## [EXERCISE DIRECTIONS]
Your task is to find every line of the data that holds the string "match" and copy it.

□ □ □ □ □ □ □

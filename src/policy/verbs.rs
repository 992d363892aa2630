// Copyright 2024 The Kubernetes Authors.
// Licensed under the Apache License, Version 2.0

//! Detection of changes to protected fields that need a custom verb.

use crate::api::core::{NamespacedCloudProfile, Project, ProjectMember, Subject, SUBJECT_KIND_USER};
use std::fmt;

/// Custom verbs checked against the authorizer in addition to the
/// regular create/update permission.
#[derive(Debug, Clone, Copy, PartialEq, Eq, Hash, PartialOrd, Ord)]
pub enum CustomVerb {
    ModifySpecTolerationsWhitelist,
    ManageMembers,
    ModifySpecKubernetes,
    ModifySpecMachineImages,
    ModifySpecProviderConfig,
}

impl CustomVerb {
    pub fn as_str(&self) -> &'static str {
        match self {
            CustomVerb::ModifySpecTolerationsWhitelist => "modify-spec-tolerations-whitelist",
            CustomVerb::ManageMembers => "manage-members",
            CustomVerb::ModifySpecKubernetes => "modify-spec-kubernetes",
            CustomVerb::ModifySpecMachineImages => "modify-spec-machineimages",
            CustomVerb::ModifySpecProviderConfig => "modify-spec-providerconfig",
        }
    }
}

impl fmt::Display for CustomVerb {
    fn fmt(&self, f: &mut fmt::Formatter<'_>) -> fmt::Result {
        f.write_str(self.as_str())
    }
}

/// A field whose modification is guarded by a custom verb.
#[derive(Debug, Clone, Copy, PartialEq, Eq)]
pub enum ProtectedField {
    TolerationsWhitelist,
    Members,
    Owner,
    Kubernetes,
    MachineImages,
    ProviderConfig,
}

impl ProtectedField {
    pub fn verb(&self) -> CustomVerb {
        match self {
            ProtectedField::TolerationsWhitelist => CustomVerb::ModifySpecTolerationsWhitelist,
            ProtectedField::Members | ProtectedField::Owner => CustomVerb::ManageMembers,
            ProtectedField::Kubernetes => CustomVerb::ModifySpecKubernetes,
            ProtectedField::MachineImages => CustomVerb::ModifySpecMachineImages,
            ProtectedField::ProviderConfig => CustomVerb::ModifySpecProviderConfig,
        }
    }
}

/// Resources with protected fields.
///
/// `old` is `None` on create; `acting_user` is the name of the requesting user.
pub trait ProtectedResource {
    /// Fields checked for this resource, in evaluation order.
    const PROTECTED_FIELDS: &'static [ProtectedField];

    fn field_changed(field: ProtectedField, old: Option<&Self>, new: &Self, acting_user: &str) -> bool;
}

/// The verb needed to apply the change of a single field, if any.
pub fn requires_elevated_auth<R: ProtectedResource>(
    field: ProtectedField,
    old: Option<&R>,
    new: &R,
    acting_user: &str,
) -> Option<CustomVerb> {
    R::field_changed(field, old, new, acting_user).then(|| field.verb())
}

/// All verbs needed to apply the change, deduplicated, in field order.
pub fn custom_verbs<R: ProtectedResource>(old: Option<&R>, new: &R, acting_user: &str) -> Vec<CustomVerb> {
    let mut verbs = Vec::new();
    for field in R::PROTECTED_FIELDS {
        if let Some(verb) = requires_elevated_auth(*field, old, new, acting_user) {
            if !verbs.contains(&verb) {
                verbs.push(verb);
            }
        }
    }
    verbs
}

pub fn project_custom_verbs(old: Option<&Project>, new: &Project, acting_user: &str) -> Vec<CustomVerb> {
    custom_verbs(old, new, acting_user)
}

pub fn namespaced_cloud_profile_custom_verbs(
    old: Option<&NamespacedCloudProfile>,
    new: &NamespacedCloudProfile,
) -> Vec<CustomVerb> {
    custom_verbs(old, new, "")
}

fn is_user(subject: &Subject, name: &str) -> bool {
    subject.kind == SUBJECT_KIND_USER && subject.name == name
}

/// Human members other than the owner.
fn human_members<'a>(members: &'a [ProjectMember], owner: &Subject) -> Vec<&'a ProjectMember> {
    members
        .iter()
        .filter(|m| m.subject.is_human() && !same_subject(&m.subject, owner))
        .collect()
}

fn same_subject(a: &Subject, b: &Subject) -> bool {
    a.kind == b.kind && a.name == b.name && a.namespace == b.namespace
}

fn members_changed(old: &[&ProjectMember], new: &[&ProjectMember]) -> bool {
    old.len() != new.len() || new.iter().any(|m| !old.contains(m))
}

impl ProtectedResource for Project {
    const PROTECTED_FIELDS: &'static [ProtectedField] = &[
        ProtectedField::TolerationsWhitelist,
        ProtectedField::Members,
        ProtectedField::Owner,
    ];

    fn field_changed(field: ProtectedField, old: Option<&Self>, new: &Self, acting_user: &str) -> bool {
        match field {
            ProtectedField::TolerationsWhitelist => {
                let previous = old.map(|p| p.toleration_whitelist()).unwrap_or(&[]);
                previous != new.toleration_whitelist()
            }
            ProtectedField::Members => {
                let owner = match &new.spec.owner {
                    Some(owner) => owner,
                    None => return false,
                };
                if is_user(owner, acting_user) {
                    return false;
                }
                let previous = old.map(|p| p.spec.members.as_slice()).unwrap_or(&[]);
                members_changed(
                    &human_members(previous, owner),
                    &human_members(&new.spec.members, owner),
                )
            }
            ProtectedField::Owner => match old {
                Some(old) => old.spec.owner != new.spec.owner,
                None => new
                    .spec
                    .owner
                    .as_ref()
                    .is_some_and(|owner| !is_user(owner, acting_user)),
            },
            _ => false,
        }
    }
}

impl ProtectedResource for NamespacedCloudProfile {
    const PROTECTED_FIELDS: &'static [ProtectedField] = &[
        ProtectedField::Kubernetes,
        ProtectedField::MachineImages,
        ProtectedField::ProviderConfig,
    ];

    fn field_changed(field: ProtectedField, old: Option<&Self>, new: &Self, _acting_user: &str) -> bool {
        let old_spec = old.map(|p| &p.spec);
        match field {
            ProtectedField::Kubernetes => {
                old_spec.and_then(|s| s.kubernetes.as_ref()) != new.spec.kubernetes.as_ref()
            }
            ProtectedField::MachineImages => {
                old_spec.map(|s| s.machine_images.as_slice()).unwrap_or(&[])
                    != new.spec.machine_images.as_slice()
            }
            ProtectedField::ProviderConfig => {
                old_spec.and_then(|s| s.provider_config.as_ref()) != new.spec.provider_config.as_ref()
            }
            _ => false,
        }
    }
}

□ □ □ □ □ □ □

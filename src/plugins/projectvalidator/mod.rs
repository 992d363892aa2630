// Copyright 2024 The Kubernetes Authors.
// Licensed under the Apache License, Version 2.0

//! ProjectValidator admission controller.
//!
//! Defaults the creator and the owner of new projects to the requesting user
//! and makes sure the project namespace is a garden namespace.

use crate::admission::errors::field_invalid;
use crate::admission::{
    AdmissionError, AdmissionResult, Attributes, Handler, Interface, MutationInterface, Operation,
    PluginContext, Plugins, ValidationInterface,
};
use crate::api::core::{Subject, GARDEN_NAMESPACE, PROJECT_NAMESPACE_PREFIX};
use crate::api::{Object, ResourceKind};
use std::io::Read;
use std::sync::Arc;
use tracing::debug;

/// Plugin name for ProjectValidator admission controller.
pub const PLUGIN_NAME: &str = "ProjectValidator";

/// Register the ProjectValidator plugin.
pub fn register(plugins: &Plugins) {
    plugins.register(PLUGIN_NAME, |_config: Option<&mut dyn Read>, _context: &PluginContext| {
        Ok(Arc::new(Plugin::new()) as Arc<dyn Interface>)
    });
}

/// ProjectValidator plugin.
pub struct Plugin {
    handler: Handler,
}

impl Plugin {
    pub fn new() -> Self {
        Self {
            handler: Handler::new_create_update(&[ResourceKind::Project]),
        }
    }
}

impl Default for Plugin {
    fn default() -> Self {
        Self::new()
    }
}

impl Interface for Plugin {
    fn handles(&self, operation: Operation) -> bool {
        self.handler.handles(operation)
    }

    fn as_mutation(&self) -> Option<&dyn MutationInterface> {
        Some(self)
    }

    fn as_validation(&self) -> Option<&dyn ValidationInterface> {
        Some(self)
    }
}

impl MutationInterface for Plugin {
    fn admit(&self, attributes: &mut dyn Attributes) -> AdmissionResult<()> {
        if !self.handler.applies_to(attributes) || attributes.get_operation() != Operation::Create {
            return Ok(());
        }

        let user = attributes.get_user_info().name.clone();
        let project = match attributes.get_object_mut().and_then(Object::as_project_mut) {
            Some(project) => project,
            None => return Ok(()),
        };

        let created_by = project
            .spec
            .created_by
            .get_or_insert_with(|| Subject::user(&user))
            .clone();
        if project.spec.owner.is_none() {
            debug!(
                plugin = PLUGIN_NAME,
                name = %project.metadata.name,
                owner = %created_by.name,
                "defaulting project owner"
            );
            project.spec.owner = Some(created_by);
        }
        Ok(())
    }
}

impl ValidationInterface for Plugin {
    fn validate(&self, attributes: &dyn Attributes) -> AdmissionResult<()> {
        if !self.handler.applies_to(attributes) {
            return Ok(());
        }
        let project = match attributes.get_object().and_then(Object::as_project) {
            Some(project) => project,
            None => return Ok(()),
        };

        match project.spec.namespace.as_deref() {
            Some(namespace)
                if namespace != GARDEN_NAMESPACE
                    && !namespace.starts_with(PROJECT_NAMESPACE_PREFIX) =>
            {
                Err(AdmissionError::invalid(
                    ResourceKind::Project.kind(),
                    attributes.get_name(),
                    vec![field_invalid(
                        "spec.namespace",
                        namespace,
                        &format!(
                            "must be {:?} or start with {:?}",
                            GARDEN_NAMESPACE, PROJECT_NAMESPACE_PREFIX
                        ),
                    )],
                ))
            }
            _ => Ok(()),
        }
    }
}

□ □ □ □ □ □ □

## [SOLUTION]
        match self {
        match self {
        match field {
                let owner = match &new.spec.owner {
            ProtectedField::Owner => match old {
        match field {
        let project = match attributes.get_object_mut().and_then(Object::as_project_mut) {
        let project = match attributes.get_object().and_then(Object::as_project) {
        match project.spec.namespace.as_deref() {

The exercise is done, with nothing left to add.